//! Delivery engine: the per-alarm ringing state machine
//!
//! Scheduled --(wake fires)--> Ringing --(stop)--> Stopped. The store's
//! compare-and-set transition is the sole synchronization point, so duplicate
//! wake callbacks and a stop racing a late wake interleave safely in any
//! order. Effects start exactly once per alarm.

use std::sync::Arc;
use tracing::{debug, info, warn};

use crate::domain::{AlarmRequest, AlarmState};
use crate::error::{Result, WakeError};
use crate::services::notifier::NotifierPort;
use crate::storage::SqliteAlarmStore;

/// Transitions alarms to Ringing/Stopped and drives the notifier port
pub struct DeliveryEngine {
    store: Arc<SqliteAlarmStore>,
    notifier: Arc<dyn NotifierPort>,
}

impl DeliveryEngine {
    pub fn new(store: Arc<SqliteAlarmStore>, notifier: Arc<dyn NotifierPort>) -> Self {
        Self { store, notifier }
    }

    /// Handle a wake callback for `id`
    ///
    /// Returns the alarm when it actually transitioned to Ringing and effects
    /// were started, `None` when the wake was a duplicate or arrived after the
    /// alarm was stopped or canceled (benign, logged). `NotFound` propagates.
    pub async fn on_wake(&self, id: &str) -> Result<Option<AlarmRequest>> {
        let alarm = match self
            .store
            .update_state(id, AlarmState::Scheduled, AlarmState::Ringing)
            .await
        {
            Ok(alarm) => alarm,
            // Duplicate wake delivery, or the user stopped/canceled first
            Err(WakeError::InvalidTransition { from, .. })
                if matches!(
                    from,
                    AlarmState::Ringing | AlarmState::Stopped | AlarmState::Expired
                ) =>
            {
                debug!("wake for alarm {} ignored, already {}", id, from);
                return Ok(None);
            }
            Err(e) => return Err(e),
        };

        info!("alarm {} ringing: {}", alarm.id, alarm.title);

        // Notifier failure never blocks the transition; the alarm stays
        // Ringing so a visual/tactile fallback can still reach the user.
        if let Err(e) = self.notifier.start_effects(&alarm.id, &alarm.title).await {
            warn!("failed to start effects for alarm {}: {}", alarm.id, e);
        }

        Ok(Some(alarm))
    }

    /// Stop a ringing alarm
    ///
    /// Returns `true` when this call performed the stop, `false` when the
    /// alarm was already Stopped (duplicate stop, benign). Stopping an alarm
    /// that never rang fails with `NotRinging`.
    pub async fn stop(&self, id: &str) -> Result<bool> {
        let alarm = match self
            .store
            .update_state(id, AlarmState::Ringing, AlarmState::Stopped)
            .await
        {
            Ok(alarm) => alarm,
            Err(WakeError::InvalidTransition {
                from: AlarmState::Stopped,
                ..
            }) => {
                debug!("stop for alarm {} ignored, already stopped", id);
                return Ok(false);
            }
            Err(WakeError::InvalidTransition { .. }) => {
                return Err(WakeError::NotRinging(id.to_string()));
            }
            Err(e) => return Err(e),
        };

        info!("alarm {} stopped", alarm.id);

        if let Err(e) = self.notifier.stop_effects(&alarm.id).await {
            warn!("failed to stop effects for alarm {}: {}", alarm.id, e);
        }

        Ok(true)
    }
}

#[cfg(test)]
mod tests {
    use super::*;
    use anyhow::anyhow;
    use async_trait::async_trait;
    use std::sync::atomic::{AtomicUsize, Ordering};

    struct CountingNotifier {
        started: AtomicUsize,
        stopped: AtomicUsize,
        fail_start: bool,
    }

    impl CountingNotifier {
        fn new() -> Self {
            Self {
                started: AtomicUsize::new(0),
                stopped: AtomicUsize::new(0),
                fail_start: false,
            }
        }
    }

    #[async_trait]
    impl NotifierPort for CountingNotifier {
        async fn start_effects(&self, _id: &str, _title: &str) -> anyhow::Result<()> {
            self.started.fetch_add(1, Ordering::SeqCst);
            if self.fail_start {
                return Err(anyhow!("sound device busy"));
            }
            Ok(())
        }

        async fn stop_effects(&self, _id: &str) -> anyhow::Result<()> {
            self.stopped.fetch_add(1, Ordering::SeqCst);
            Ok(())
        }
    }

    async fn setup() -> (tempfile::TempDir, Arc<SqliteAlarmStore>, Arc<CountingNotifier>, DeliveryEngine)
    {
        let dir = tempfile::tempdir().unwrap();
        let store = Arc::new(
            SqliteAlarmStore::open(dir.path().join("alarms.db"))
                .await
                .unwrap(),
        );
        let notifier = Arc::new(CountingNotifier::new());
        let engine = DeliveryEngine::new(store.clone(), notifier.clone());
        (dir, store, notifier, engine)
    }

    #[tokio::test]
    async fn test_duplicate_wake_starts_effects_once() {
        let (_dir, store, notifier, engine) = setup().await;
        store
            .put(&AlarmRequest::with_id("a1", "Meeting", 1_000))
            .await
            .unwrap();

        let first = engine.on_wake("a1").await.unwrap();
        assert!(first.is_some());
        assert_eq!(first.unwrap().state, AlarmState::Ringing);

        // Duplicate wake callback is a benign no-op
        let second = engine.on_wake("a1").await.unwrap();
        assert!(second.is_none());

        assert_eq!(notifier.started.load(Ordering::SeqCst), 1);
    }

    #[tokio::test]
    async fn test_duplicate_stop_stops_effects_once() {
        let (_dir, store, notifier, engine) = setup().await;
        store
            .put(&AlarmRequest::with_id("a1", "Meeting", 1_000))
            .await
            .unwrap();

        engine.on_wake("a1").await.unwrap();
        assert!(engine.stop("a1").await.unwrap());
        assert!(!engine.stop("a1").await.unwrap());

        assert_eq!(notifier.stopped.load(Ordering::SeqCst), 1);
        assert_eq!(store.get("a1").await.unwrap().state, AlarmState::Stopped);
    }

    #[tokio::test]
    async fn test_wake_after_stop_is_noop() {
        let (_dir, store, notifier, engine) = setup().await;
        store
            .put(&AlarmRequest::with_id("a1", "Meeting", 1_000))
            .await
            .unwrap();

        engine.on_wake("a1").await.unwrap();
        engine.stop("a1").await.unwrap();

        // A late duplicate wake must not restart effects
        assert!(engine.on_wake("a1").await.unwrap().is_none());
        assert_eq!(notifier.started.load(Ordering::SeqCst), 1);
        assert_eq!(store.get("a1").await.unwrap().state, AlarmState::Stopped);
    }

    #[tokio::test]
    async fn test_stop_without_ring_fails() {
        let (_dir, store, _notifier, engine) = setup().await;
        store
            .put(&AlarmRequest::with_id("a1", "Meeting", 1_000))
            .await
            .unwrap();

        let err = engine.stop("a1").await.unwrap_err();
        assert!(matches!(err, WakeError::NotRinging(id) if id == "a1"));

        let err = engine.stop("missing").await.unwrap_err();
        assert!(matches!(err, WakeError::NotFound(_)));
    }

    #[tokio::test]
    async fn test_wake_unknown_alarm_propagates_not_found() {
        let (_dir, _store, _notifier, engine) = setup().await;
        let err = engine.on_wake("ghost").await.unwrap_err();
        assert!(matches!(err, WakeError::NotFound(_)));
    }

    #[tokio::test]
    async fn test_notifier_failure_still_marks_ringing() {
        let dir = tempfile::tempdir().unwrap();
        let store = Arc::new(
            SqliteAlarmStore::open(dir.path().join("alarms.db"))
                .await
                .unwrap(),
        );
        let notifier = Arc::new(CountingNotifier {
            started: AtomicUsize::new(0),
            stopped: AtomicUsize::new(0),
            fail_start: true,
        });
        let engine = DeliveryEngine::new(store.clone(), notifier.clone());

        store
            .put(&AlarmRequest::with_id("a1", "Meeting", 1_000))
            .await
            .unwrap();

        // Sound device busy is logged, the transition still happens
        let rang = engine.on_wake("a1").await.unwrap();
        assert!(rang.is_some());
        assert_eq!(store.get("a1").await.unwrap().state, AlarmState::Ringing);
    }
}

◆ ◆ ◆ ◆ ◆ ◆ ◆

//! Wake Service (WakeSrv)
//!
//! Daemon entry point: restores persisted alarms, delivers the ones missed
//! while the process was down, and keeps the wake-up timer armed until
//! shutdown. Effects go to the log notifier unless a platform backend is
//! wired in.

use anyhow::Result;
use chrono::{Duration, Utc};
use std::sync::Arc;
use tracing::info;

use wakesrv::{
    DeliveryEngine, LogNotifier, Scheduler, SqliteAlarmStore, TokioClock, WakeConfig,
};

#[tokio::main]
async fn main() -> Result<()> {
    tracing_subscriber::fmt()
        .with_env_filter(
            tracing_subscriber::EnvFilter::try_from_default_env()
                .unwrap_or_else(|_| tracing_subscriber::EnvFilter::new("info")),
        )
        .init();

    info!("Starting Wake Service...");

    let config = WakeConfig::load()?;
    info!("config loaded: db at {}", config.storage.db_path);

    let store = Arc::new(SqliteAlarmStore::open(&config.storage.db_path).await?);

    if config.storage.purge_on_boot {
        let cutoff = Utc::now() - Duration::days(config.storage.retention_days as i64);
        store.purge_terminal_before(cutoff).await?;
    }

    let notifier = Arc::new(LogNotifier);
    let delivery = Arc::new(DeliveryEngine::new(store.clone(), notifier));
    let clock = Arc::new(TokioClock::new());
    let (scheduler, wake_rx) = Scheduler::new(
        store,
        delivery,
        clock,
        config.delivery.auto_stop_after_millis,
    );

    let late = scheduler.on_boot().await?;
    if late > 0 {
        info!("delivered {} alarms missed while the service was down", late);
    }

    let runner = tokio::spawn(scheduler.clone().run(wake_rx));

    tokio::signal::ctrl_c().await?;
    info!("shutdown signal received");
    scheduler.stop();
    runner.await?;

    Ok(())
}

◆ ◆ ◆ ◆ ◆ ◆ ◆

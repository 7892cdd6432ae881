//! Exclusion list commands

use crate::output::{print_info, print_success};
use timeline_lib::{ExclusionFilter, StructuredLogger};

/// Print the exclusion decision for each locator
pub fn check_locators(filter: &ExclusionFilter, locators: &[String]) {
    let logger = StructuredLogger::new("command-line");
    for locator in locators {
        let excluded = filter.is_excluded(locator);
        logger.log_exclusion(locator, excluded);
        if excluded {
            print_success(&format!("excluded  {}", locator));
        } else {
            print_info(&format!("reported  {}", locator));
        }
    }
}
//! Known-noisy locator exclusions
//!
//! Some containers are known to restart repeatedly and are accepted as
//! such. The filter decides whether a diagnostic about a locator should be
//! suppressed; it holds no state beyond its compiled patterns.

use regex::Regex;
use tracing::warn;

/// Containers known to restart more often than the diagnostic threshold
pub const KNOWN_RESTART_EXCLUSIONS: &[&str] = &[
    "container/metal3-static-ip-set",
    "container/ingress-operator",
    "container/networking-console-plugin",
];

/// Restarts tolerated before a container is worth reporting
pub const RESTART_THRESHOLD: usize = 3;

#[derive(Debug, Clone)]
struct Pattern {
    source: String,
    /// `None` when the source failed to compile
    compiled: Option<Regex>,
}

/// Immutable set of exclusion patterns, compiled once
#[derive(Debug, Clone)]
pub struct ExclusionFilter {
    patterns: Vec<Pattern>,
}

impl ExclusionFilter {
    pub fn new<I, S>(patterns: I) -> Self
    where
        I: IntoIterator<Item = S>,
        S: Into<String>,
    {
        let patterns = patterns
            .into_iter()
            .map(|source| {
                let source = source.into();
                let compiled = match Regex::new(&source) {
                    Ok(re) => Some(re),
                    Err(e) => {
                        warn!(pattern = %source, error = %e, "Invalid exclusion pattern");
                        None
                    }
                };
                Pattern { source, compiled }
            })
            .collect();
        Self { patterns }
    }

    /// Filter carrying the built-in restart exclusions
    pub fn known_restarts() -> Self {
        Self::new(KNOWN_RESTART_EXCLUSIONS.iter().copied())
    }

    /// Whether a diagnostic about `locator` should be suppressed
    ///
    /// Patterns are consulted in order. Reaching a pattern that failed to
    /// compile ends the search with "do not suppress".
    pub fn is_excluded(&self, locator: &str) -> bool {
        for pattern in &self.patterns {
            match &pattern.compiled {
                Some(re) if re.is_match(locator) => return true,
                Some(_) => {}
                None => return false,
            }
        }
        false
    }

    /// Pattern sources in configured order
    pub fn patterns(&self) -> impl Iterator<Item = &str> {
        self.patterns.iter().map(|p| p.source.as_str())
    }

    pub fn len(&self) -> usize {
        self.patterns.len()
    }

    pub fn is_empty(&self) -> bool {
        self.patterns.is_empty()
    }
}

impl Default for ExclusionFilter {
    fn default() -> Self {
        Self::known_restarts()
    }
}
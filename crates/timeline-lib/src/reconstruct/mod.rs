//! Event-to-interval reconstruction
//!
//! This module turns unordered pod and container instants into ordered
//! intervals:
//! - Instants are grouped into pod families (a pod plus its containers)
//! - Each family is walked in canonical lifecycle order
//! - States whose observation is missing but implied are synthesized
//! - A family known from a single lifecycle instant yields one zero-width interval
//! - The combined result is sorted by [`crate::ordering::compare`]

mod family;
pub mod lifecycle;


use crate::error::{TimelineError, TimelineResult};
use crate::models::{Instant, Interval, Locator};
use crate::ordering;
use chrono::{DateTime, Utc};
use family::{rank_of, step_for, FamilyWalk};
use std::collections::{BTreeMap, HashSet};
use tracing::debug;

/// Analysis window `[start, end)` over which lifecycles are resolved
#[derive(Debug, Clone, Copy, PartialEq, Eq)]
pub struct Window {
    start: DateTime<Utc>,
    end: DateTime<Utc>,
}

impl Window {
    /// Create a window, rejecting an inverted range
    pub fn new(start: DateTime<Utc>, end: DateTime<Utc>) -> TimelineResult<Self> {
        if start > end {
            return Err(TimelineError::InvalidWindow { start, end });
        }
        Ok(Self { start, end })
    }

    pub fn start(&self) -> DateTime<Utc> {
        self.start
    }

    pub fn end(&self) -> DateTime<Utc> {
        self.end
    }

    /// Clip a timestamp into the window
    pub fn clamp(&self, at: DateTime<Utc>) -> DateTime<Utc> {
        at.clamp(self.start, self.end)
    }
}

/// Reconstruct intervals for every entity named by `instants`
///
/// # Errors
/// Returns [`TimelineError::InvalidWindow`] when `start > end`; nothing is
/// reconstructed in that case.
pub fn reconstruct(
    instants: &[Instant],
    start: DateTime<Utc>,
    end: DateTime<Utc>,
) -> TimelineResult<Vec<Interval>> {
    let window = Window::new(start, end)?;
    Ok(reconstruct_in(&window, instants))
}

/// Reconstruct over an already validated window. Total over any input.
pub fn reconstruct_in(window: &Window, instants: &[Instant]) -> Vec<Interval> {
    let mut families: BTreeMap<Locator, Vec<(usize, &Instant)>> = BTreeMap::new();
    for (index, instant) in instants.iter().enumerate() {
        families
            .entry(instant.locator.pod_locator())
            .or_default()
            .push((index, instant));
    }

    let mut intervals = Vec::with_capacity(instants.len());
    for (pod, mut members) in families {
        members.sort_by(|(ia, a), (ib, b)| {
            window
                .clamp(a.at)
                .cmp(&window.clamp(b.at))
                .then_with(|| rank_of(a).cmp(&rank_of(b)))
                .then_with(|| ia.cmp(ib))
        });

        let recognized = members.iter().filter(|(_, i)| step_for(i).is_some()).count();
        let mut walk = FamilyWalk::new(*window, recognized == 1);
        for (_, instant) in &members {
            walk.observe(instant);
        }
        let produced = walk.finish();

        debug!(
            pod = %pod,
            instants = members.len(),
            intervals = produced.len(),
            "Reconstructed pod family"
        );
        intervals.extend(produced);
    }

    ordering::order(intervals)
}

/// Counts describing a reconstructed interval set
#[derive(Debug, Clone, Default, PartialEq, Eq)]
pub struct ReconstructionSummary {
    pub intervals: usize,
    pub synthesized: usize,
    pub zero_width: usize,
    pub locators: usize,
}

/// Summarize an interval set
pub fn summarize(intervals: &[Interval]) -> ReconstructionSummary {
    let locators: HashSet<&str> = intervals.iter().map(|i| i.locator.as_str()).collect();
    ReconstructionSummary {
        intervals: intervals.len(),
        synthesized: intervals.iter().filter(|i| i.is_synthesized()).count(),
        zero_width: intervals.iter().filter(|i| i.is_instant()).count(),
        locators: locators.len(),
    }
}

◆ ◆ ◆ ◆ ◆ ◆ ◆

Look through the data above and return exactly the lines from the one that contains "ringing state machine" to the one that contains "safely in any", inclusive, with nothing else.

//! Delivery engine: the per-alarm ringing state machine
//!
//! Scheduled --(wake fires)--> Ringing --(stop)--> Stopped. The store's
//! compare-and-set transition is the sole synchronization point, so duplicate
//! wake callbacks and a stop racing a late wake interleave safely in any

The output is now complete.